Promoting your codes and software
- Introduction
- Definition
- Best practice
- Archiving and distribution of codes via Software Heritage and Hal
- How to do it?
- Some resources and tutorials for reporting codes and software in HAL
- Linking your codes to data and publications
- Some examples
- Writing a software paper
Introduction
A research code is a scientific output in the same way as publications and data. Software is one of the pillars of the research process. It is therefore essential to preserve it over the long term and to share it. The exploitation of research codes is the subject of the third axis of the 2nd National Open Science Plan (2021-2024) and an increasing number of research establishments and organisations are taking it into account. In its open science policy, the ANR has set itself the objective of “contributing to the sharing and opening up of research data, source codes and software”. In 2023, in its Call for Generic Projects, the ANR recommends that the codes and software developed as part of the project should be archived in Software Heritage, distributed under an open licence and described in HAL, indicating the reference (code décision) of the ANR project.
Definition
How do you define a source code? The Bothorel report proposes the following definition: “source code can be defined as a set of instructions that can be executed by a computer”. The Software and Source Codes College of The Committee for Open Science (COSO) defines research codes and software as follows: “research software is developed to meet specific scientific needs. It is designed, maintained and used by scientists (researchers and engineers) and research institutions, possibly on an international scale. They may arise from research work or encourage it, in particular through publications before/on/around/with the software. They can be formalised in different ways (a platform, middleware, workflow or library, module or plug-in for another piece of software), interacting as part of an ecosystem or, on the contrary, being more autonomous”.
In summary:
- Algorithm: describes the procedure for solving a given problem.
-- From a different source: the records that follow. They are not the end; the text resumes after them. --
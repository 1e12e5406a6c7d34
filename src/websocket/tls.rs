//! TLS configuration for the WebSocket clients
//!
//! The facade never configures TLS on its own. This helper builds the
//! configuration most callers want, so they have something to hand to
//! `with_tls` on either WebSocket client or to a session builder.

use std::sync::Arc;

use rustls::{ClientConfig, RootCertStore};
use tracing::{debug, warn};

/// Client config trusting the system certificate store.
///
/// Falls back to the bundled webpki roots when no native certificate could
/// be loaded, e.g. in minimal containers.
pub fn native_roots_config() -> Result<Arc<ClientConfig>, rustls::Error> {
    let mut root_store = RootCertStore::empty();
    let cert_result = rustls_native_certs::load_native_certs();

    if !cert_result.errors.is_empty() {
        warn!(errors = cert_result.errors.len(), "Some native certificates could not be loaded");
    }
    let (added, ignored) = root_store.add_parsable_certificates(cert_result.certs);
    debug!(added, ignored, "Native root certificates loaded");

    if root_store.is_empty() {
        root_store = RootCertStore::from_iter(webpki_roots::TLS_SERVER_ROOTS.iter().cloned());
    }

    let provider = Arc::new(rustls::crypto::aws_lc_rs::default_provider());
    let config = ClientConfig::builder_with_provider(provider)
        .with_safe_default_protocol_versions()?
        .with_root_certificates(root_store)
        .with_no_client_auth();

    Ok(Arc::new(config))
}
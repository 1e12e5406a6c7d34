//! Translation between tungstenite frames and [`Message`]

use tungstenite::{Error, Message as Frame};

use crate::errors::WebSocketError;
use crate::models::{FrameKind, Message};

/// Outgoing frame for a message: binary payloads become binary frames,
/// everything else a text frame.
pub(crate) fn to_frame(message: Message) -> Frame {
    match message {
        Message::Text(text) => Frame::Text(text.into()),
        Message::Binary(data) => Frame::Binary(data),
    }
}

/// Classify an incoming frame, keeping the backend's own type tag
pub(crate) fn classify(frame: Frame) -> Result<Message, WebSocketError<Error>> {
    match frame {
        Frame::Text(text) => Ok(Message::Text(text.as_str().to_owned())),
        Frame::Binary(data) => Ok(Message::Binary(data)),
        Frame::Ping(_) => Err(WebSocketError::UnexpectedFrame(FrameKind::Ping)),
        Frame::Pong(_) => Err(WebSocketError::UnexpectedFrame(FrameKind::Pong)),
        Frame::Close(_) => Err(WebSocketError::UnexpectedFrame(FrameKind::Close)),
        Frame::Frame(_) => Err(WebSocketError::UnexpectedFrame(FrameKind::Frame)),
    }
}

/// Closing an already-closed socket counts as released
pub(crate) fn ignore_closed(result: Result<(), Error>) -> Result<(), Error> {
    match result {
        Err(Error::ConnectionClosed | Error::AlreadyClosed) => Ok(()),
        other => other,
    }
}
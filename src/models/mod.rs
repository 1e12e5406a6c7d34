//! Shared data model
//!
//! Plain value types that cross the adapter boundary. Nothing here performs
//! I/O or depends on a backend library.
//!
//! # Why IndexMap?
//!
//! Request headers go out in the order the caller supplied them, which some
//! servers care about. Response headers keep the order the backend reported.

pub mod message;
pub mod request;
pub mod response;

use indexmap::IndexMap;

pub use message::{FrameKind, Message};
pub use request::Request;
pub use response::Response;

/// Header name to single value; duplicates collapse to the last value
pub type HeadersDict = IndexMap<String, String>;
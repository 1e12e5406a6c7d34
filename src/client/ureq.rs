//! Blocking adapter over a pooled `ureq::Agent`
//!
//! The agent owns the connection pool and all transport configuration.
//! Note that ureq reports 4xx/5xx statuses as errors by default; build the
//! agent with `http_status_as_error(false)` to receive them as responses.

use tracing::{debug, trace};
use ureq::Agent;

use super::{collect_headers, format_http_version, reason_phrase, HttpClient};
use crate::errors::HttpError;
use crate::models::{Request, Response};

/// [`HttpClient`] backed by a `ureq::Agent`
#[derive(Debug, Clone)]
pub struct UreqClient {
    agent: Agent,
}

impl UreqClient {
    pub fn new(agent: Agent) -> Self {
        Self { agent }
    }

    /// The wrapped agent
    pub fn inner(&self) -> &Agent {
        &self.agent
    }
}

impl From<Agent> for UreqClient {
    fn from(agent: Agent) -> Self {
        Self::new(agent)
    }
}

impl HttpClient for UreqClient {
    type Error = HttpError<ureq::Error>;

    fn request(&self, request: &Request) -> Result<Response, Self::Error> {
        debug!(method = %request.method(), url = %request.url(), backend = "ureq", "Sending request");

        let mut builder = http::Request::builder()
            .method(request.method())
            .uri(request.url());
        for (name, value) in request.headers() {
            builder = builder.header(name.as_str(), value.as_str());
        }
        // ureq refuses a body on GET/HEAD, so empty content goes out as no body
        let response = if request.content().is_empty() {
            self.agent.run(builder.body(())?)
        } else {
            self.agent.run(builder.body(request.content().to_vec())?)
        }
        .map_err(HttpError::Backend)?;
        let (parts, mut body) = response.into_parts();
        // read_to_vec() alone stops at ureq's 10 MiB default
        let content = body
            .with_config()
            .limit(u64::MAX)
            .read_to_vec()
            .map_err(HttpError::Backend)?;

        trace!(status = parts.status.as_u16(), bytes = content.len(), "Response received");

        Ok(Response::new(
            format_http_version(parts.version),
            parts.status.as_u16(),
            reason_phrase(parts.status),
        )
        .with_headers(collect_headers(&parts.headers))
        .with_content(content))
    }
}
- Source code: implementation and formalisation of the algorithm in a computer language (e.g. Python, C++, Java, etc.). It is one or more text file(s).
- Executable: translation of source code (generally via a compiler or interpreter) into binary code that can be understood by a computer.
- Software: in general, the overall package comprising the source code and/or executable, and the documentation, examples of usage, any dependencies, etc., and of course the associated licence.
Best practice
To ensure that code produced as part of a research project can be shared and reused, a number of best practices are recommended:
- build it with a forge
- managing versions with git
- documenting it
- choose a suitable licence
- check its archiving and report it to Hal
- writing a software paper
These best practices are detailed on the ….. page
A passport in the “Passport to Open Science” collection addresses the specific issues involved in opening up the code and software produced and used in scientific research. The report Scholarly infrastructures for research software makes recommendations and proposes good practice at European level for research software infrastructures.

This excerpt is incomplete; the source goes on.